"Courage is being scared to death, but saddling up anyway."
-- John Wayne
Time to fess up: Yes, we're sucking wind this year -- and it hasn't been a lot of fun. Sometimes the market carries your stocks and investments upwards to the sky, and you feel like a genius, other times, it seems like every trade you make is the wrong one and the market deems you an idiot.
The latter is certainly the case at the moment with our model portfolio down 8% YTD and the S&P close to new all-time highs. I'll be honest, this doesn't make me feel good -- this is the first time in 10 years that my model portfolio has been so deeply in the red after one quarter (we have yet to have one finish the year in the red). But I'm not going to make things up and say it's okay, it's not.

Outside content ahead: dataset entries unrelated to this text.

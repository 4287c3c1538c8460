pub mod onboard;
pub mod repl;
pub mod run_cmd;
pub mod status;

use webpilot_agent::Agent;
use webpilot_backend::HttpBridge;
use webpilot_core::{Config, Paths};

/// Load config and wire an agent against the configured bridge endpoint.
pub(crate) fn build_agent() -> anyhow::Result<Agent> {
    let paths = Paths::new();
    let config = Config::load_or_default(&paths)?;
    let bridge = HttpBridge::new(&config.bridge);
    Ok(Agent::new(Box::new(bridge), config))
}

/// Render one execution result for the terminal.
pub(crate) fn print_result(result: &webpilot_core::ExecutionResult) {
    println!("status:  {}", result.status);
    if !result.output.is_empty() {
        println!("output:  {}", result.output);
    }
    if let Some(error) = &result.error {
        println!("error:   {}", error);
    }
    if !result.current_url.is_empty() {
        println!("url:     {}", result.current_url);
    }
    if let Some(screenshot) = &result.screenshot_ref {
        println!("capture: {}", screenshot);
    }
}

But I'm also not going to panic, because panic is exactly what the market wants you to do, which is why markets often appears to shift gears just after capitulation (whether it's your personal capitulation or the general public's). The Rayno Report portfolio has been pummeled by the plunge in gold and silver and related shares. Also, energy has been surprisingly weak. I own a number of commodity names. The ferocity of the decline in the commodities complex has surprised me, but perhaps what's more surprising to me is that it has been accompanied by a rising stock market (typically plunging commodities fortell weak economic growth, and therefore are often correlated with falling stock prices; this happened in 2008).
Yes, the "Quantitative Easing" program was suppose to stoke inflation and push commodities skyward, but it hasn't, it's pushed commodities into the ground. There may be complex reasons for this but on the surface it's a paradox. My only reasonable explanation is that the situation in China is worse than thought. This is a market of many paradoxes. Below, a chart shows the extreme divergence between commodities and equities.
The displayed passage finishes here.